» EXERCISE:
Copy every line from the one containing "Rewrite every query" through the last line of the records below, both included, and nothing else.

Stored items:
# # # #

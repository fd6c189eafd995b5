//! Helpers for custom alert rules: SQL query backed rules which are imported
//! into the CommServe from an XML document before an alert can use them.
use crate::xml::escape_attr;
use crate::{Error, Result};
use std::path::Path;

/// Default query frequency of an imported custom rule.
pub const DEFAULT_QUERY_FREQUENCY_SECS: u64 = 180;

lazy_static::lazy_static! {
    static ref FREQUENCY_RE: regex::Regex =
        regex::Regex::new(r"freq_subday_interval=&quot;\d+&quot;").unwrap();
    static ref QUERY_NAME_RE: regex::Regex =
        regex::Regex::new(r#"queryName="([^"]*)""#).unwrap();
}

/// Read the custom rule document `file` from the rule directory `dir`.
pub async fn read_alert_rule(dir: &Path, file: &str) -> Result<String> {
    let path = dir.join(file);
    tracing::info!(path = %path.display(), "reading alert rule");

    tokio::fs::read_to_string(&path)
        .await
        .map_err(|source| Error::ReadRule { path, source })
}

/// Rewrite every query frequency of the custom rule document to `seconds`.
pub fn set_custom_alert_frequency(xml: &str, seconds: u64) -> String {
    FREQUENCY_RE
        .replace_all(xml, format!("freq_subday_interval=&quot;{seconds}&quot;"))
        .into_owned()
}

/// Name of the query defined by a custom rule document, if any.
pub fn custom_query_name(xml: &str) -> Option<&str> {
    QUERY_NAME_RE
        .captures(xml)
        .and_then(|captures| captures.get(1))
        .map(|m| m.as_str())
}

/// Request which deletes an imported custom rule.
pub fn delete_rule_request(rule_name: &str, query_id: &str) -> String {
    format!(
        "<?xml version=\"1.0\" encoding=\"UTF-8\" standalone=\"no\" ?>\
         <App_QueryOperationRequest queryOp=\"2\"><processinginstructioninfo>\
         <user _type_=\"13\" userId=\"1\" userName=\"admin\"/>\
         <locale _type_=\"66\" localeId=\"0\"/>\
         <formatFlags continueOnError=\"0\" elementBased=\"0\" filterUnInitializedFields=\"0\" \
         formatted=\"0\" ignoreUnknownTags=\"1\" skipIdToNameConversion=\"1\" \
         skipNameToIdConversion=\"0\"/></processinginstructioninfo>\
         <queryEntity queryId=\"{}\" queryName=\"{}\"/></App_QueryOperationRequest>",
        escape_attr(query_id),
        escape_attr(rule_name),
    )
}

# # # #

» EXERCISE ANSWER:
/// Rewrite every query frequency of the custom rule document to `seconds`.
pub fn set_custom_alert_frequency(xml: &str, seconds: u64) -> String {
    FREQUENCY_RE
        .replace_all(xml, format!("freq_subday_interval=&quot;{seconds}&quot;"))
        .into_owned()
}

/// Name of the query defined by a custom rule document, if any.
pub fn custom_query_name(xml: &str) -> Option<&str> {
    QUERY_NAME_RE
        .captures(xml)
        .and_then(|captures| captures.get(1))
        .map(|m| m.as_str())
}

/// Request which deletes an imported custom rule.
pub fn delete_rule_request(rule_name: &str, query_id: &str) -> String {
    format!(
        "<?xml version=\"1.0\" encoding=\"UTF-8\" standalone=\"no\" ?>\
         <App_QueryOperationRequest queryOp=\"2\"><processinginstructioninfo>\
         <user _type_=\"13\" userId=\"1\" userName=\"admin\"/>\
         <locale _type_=\"66\" localeId=\"0\"/>\
         <formatFlags continueOnError=\"0\" elementBased=\"0\" filterUnInitializedFields=\"0\" \
         formatted=\"0\" ignoreUnknownTags=\"1\" skipIdToNameConversion=\"1\" \
         skipNameToIdConversion=\"0\"/></processinginstructioninfo>\
         <queryEntity queryId=\"{}\" queryName=\"{}\"/></App_QueryOperationRequest>",
        escape_attr(query_id),
        escape_attr(rule_name),
    )
}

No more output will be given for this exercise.